Turbulenzen bei der Swiss Steel Gruppe Edelstahlwerke – Personalabbau könnte weitergehen

Krefeld · Turbulente Zeiten für die Swiss Steel AG aus der Schweiz. Das hat direkte Folgen für die Deutschen Edelstahlwerke auch in Krefeld. Verwaltungsräte treten zurück, ein Großaktionär missbilligt den neuen Kurs der Kapitalerhöhung um 300 Millionen Euro.

 Rückwirkend zum 1. Januar 2024 schließt Swiss Steel die DEW-Werke Witten und krefeld zu einer Einheit zusammen.

Rückwirkend zum 1. Januar 2024 schließt Swiss Steel die DEW-Werke Witten und krefeld zu einer Einheit zusammen.
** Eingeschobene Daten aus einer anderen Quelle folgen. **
impl LocalStorage {
	pub fn new(config: &Config) -> Result<Self, CacheError> {
		let storage = LocalStorage {
			cache_dir: config.cache_dir.clone(),
			max_size_per_shard: (config.max_size / SHARD_COUNT).max(1),
			max_files_per_shard: (config.max_files / SHARD_COUNT).max(1),
			lock_timeout: Duration::from_secs(config.lock_timeout_secs),
			lock_staleness: Duration::from_secs(config.lock_staleness_secs),
			umask: config.umask,
		};

		let _umask = UmaskScope::new(storage.umask);
		fs::create_dir_all(&storage.cache_dir).map_err(|e| {
			CacheError::io(format!("creating cache directory {}", storage.cache_dir.display()), e)
		})?;
		let tag_path = storage.cache_dir.join(CACHEDIR_TAG);
		if !tag_path.exists() {
			fs::write(&tag_path, CACHEDIR_TAG_CONTENTS)
				.map_err(|e| CacheError::io("writing CACHEDIR.TAG", e))?;
		}
		Ok(storage)
	}

	pub fn cache_dir(&self) -> &Path {
		&self.cache_dir
	}

	fn shard_dir(&self, key: &Digest) -> PathBuf {
		let (l1, l2, _) = key.split_key();
		self.cache_dir.join(l1.to_string()).join(l2.to_string())
	}

	/// A file's on-disk path is fully determined by its key and type
	pub fn entry_path(&self, key: &Digest, entry_type: EntryType) -> PathBuf {
		let (_, _, rest) = key.split_key();
		self.shard_dir(key).join(format!("{}.{}", rest, entry_type.suffix()))
	}

	pub fn raw_path(&self, key: &Digest, sidecar: u8) -> PathBuf {
		let (_, _, rest) = key.split_key();
		self.shard_dir(key).join(format!("{}.{}W", rest, sidecar))
	}

	/// Read the raw on-disk bytes of an entry and refresh its atime (the
	/// LRU clock); mtime is left alone
	pub fn get(&self, key: &Digest, entry_type: EntryType) -> Result<Option<Vec<u8>>, CacheError> {
		self.read_file(&self.entry_path(key, entry_type))
	}

	pub fn get_raw_file(&self, key: &Digest, sidecar: u8) -> Result<Option<Vec<u8>>, CacheError> {
		self.read_file(&self.raw_path(key, sidecar))
	}

	fn read_file(&self, path: &Path) -> Result<Option<Vec<u8>>, CacheError> {
		match fs::read(path) {
			Ok(bytes) => {
				let _ = filetime::set_file_atime(path, FileTime::now());
				Ok(Some(bytes))
			}
			Err(e) if e.kind() == std::io::ErrorKind::NotFound => Ok(None),
			Err(e) => Err(CacheError::io(format!("reading {}", path.display()), e)),
		}
	}

	/// Store an entry under its key and update the shard statistics; a
	/// shard that grew past its limit is cleaned afterwards
	pub fn put(
		&self,
		key: &Digest,
		entry_type: EntryType,
		data: &[u8],
	) -> Result<(), CacheError> {
		let path = self.entry_path(key, entry_type);
		self.write_file(&path, data)?;
		self.update_stats_for_key(key, |counters| {
			counters.increment(Statistic::LocalStorageWrite, 1);
		})?;
		self.clean_shard_if_needed(key)?;
		Ok(())
	}

	/// Store a raw sidecar. Callers must store all sidecars before the
	/// result entry that references them so that readers never observe a
	/// result pointing at missing files.
	pub fn put_raw_file(&self, key: &Digest, sidecar: u8, data: &[u8]) -> Result<(), CacheError> {
		self.write_file(&self.raw_path(key, sidecar), data)
	}

	fn write_file(&self, path: &Path, data: &[u8]) -> Result<(), CacheError> {
		let _umask = UmaskScope::new(self.umask);
		let parent = path.parent().expect("cache paths always have a parent");
		fs::create_dir_all(parent)
			.map_err(|e| CacheError::io(format!("creating shard {}", parent.display()), e))?;

		let old_metadata = fs::metadata(path).ok();
		let existed = old_metadata.is_some();
		let old_kib = old_metadata.map(|m| size_kib(m.len())).unwrap_or(0);

		let mut file = AtomicFile::new(path)?;
		file.write(data)?;
		file.commit()?;

		let now = FileTime::now();
		let _ = filetime::set_file_times(path, now, now);

		let new_kib = size_kib(data.len() as u64);
		let stats = self.stats_file_for(path);
		stats.update(self.lock_timeout, |counters| {
			if !existed {
				counters.increment(Statistic::FilesInCache, 1);
			}
			counters.increment(Statistic::CacheSizeKibibyte, new_kib as i64 - old_kib as i64);
		})
	}

	/// Remove an entry and, for results, every sidecar belonging to it
	pub fn remove(&self, key: &Digest, entry_type: EntryType) -> Result<bool, CacheError> {
		let mut paths = vec![self.entry_path(key, entry_type)];
		if entry_type == EntryType::Result {
			for sidecar in 0..=u8::MAX {
				let path = self.raw_path(key, sidecar);
				if path.exists() {
					paths.push(path);
				} else {
					break;
				}
			}
		}

		let mut removed_any = false;
		let mut removed_files = 0i64;
		let mut removed_kib = 0i64;
		for path in &paths {
			if let Ok(metadata) = fs::metadata(path) {
				if fs::remove_file(path).is_ok() {
					removed_any = true;
					removed_files += 1;
					removed_kib += size_kib(metadata.len()) as i64;
				}
			}
		}
		if removed_any {
			self.update_stats_for_key(key, |counters| {
				counters.increment(Statistic::FilesInCache, -removed_files);
				counters.increment(Statistic::CacheSizeKibibyte, -removed_kib);
			})?;
		}
		Ok(removed_any)
	}

	// ---- statistics -----------------------------------------------------

	fn stats_file_for(&self, entry_path: &Path) -> StatsFile {
		let shard = entry_path.parent().expect("entry paths always have a shard");
		StatsFile::new(shard.join("stats"))
	}

	/// Update the level-2 stats file of the shard holding `key`
	pub fn update_stats_for_key<F>(&self, key: &Digest, apply: F) -> Result<(), CacheError>
	where
		F: FnOnce(&mut StatisticsCounters),
	{
		let shard = self.shard_dir(key);
		fs::create_dir_all(&shard)
			.map_err(|e| CacheError::io(format!("creating shard {}", shard.display()), e))?;
		StatsFile::new(shard.join("stats")).update(self.lock_timeout, apply)
	}

	/// Update the cache-global stats file, used for outcomes observed
	/// before any key exists (e.g. uncacheable invocations)
	pub fn update_root_stats<F>(&self, apply: F) -> Result<(), CacheError>
	where
		F: FnOnce(&mut StatisticsCounters),
	{
		StatsFile::new(self.cache_dir.join("stats")).update(self.lock_timeout, apply)
	}

	fn for_each_stats_file<F: FnMut(StatsFile)>(&self, mut visit: F) {
		visit(StatsFile::new(self.cache_dir.join("stats")));
		for l1 in "0123456789abcdef".chars() {
			let l1_dir = self.cache_dir.join(l1.to_string());
			visit(StatsFile::new(l1_dir.join("stats")));
			for l2 in "0123456789abcdef".chars() {
				visit(StatsFile::new(l1_dir.join(l2.to_string()).join("stats")));
			}
		}
	}

	/// Sum the counters of every stats file. `stats_zeroed_timestamp` is
	/// aggregated as the maximum across shards rather than the sum.
	pub fn read_all_statistics(&self) -> StatisticsCounters {
		let mut total = StatisticsCounters::new();
		let mut zero_timestamp = 0;
		self.for_each_stats_file(|stats| {
			let mut counters = stats.read();
			zero_timestamp = zero_timestamp.max(counters.get(Statistic::StatsZeroedTimestamp));
			counters.set(Statistic::StatsZeroedTimestamp, 0);
			total.increment_counters(&counters);
		});
		total.set(Statistic::StatsZeroedTimestamp, zero_timestamp);
		total
	}

	/// Zero all statistics counters except those tracking cache size and
	/// number of files in the cache
	pub fn zero_all_statistics(&self) -> Result<(), CacheError> {
		let now = epoch_seconds();
		let mut failed = None;
		self.for_each_stats_file(|stats| {
			if !stats.path().exists() {
				return;
			}
			let result = stats.update(self.lock_timeout, |counters| {
				for index in 0..counters.size() {
					// Unknown positions written by a newer version are
					// preserved.
					if Statistic::from_index(index).map(|s| s.is_zeroable()).unwrap_or(false) {
						counters.set_raw(index, 0);
					}
				}
				counters.set(Statistic::StatsZeroedTimestamp, now);
			});
			if let Err(e) = result {
				failed.get_or_insert(e);
			}
		});
		match failed {
			Some(e) => Err(e),
			None => Ok(()),
		}
	}

	// ---- cleanup --------------------------------------------------------

	fn clean_shard_if_needed(&self, key: &Digest) -> Result<(), CacheError> {
		let shard = self.shard_dir(key);
		let counters = StatsFile::new(shard.join("stats")).read();
		if counters.get(Statistic::CacheSizeKibibyte) * 1024 > self.max_size_per_shard
			|| counters.get(Statistic::FilesInCache) > self.max_files_per_shard
		{
			let (l1, l2, _) = key.split_key();
			self.clean_shard(l1, l2)?;
		}
		Ok(())
	}

	/// Evict least-recently-used units from one shard until it is back
	/// under its limits, with slack to avoid thrashing
	pub fn clean_shard(&self, l1: char, l2: char) -> Result<(), CacheError> {
		let shard = self.cache_dir.join(l1.to_string()).join(l2.to_string());
		if !shard.exists() {
			return Ok(());
		}

		let mut lock = LockFile::new(&shard.join("cleanup"))
			.with_timeout(self.lock_timeout)
			.with_staleness(self.lock_staleness);
		if !lock.try_acquire()? {
			debug!("shard {}/{} is being cleaned by another process", l1, l2);
			return Ok(());
		}

		let mut units = collect_units(&shard)?;
		units.sort_by_key(|unit| unit.lru_time);

		let total_kib: u64 = units.iter().map(|u| u.size_kib).sum();
		let total_files: u64 = units.iter().map(|u| u.paths.len() as u64).sum();
		let keep_kib = (self.max_size_per_shard as f64 * CLEANUP_KEEP_FRACTION / 1024.0) as u64;
		let keep_files = (self.max_files_per_shard as f64 * CLEANUP_KEEP_FRACTION) as u64;

		let mut remaining_kib = total_kib;
		let mut remaining_files = total_files;
		let mut removed = 0usize;
		for unit in &units {
			if remaining_kib <= keep_kib && remaining_files <= keep_files {
				break;
			}
			for path in &unit.paths {
				let _ = fs::remove_file(path);
			}
			remaining_kib -= unit.size_kib;
			remaining_files -= unit.paths.len() as u64;
			removed += 1;
		}

		if removed > 0 {
			info!("cleaned {} unit(s) from shard {}/{}", removed, l1, l2);
		}
		StatsFile::new(shard.join("stats")).update(self.lock_timeout, |counters| {
			counters.set(Statistic::FilesInCache, remaining_files);
			counters.set(Statistic::CacheSizeKibibyte, remaining_kib);
			counters.increment(Statistic::CleanupsPerformed, 1);
		})?;
		lock.release();
		Ok(())
	}

	/// Clean every shard
	pub fn clean_all(&self) -> Result<(), CacheError> {
		for l1 in "0123456789abcdef".chars() {
			for l2 in "0123456789abcdef".chars() {
				self.clean_shard(l1, l2)?;
			}
		}
		Ok(())
	}

	// ---- recompression --------------------------------------------------

	/// Rewrite every entry with `level`, preserving each file's mtime and
	/// atime so that LRU order is undisturbed. Returns (bytes before,
	/// bytes after).
	pub fn recompress(&self, level: i8, namespace: &str) -> Result<(u64, u64), CacheError> {
		let mut old_total = 0u64;
		let mut new_total = 0u64;
		for l1 in "0123456789abcdef".chars() {
			for l2 in "0123456789abcdef".chars() {
				let shard = self.cache_dir.join(l1.to_string()).join(l2.to_string());
				if !shard.exists() {
					continue;
				}
				for file in list_cache_files(&shard)? {
					let name = file.file_name().and_then(|n| n.to_str()).unwrap_or("");
					if !name.ends_with('M') && !name.ends_with('R') {
						old_total += fs::metadata(&file).map(|m| m.len()).unwrap_or(0);
						new_total += fs::metadata(&file).map(|m| m.len()).unwrap_or(0);
						continue;
					}
					match self.recompress_file(&file, level, namespace) {
						Ok((old_size, new_size)) => {
							old_total += old_size;
							new_total += new_size;
						}
						Err(e) => {
							warn!("skipping {} during recompression: {}", file.display(), e);
						}
					}
				}
			}
		}
		Ok((old_total, new_total))
	}

	fn recompress_file(
		&self,
		path: &Path,
		level: i8,
		namespace: &str,
	) -> Result<(u64, u64), CacheError> {
		let metadata = fs::metadata(path)
			.map_err(|e| CacheError::io(format!("reading {}", path.display()), e))?;
		let atime = FileTime::from_last_access_time(&metadata);
		let mtime = FileTime::from_last_modification_time(&metadata);
		let old_size = metadata.len();

		let bytes = fs::read(path)
			.map_err(|e| CacheError::io(format!("reading {}", path.display()), e))?;
		let (header, payload) = entry::read(&bytes)?;
		if header.compression_level == level
			&& header.compression_type == crate::compress::CompressionType::Zstd
		{
			return Ok((old_size, old_size));
		}

		let recoded = entry::serialize_at(
			&payload,
			header.entry_type,
			crate::compress::CompressionType::Zstd,
			level,
			namespace,
			header.creation_time,
		)?;
		let new_size = recoded.len() as u64;

		let mut file = AtomicFile::new(path)?;
		file.write(&recoded)?;
		file.commit()?;
		let _ = filetime::set_file_times(path, atime, mtime);

		let stats = self.stats_file_for(path);
		stats.update(self.lock_timeout, |counters| {
			counters.increment(
				Statistic::CacheSizeKibibyte,
				size_kib(new_size) as i64 - size_kib(old_size) as i64,
			);
		})?;
		Ok((old_size, new_size))
	}
}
Foto: Lammertz, Thomas (lamm)

Es sind turbulente Zeiten für die Swiss Steel Gruppe. Die Schweizer Muttergesellschaft der Deutschen Edelstahlwerke in Krefeld und in anderen Städten konzentriert alle Anstrengungen darauf, eine Kostenstruktur aufzubauen, die die Zukunft des Konzerns, die Arbeitsplätze und den Werterhalt seiner Aktien für die Aktionäre garantiert. Parallel sind die Verantwortlichen bemüht, etwa Bundeskanzler Olaf Scholz und anderen Spitzenpolitikern auf der aktuell laufenden Hannover Messe über eine nachhaltige Stahlproduktion zu informieren.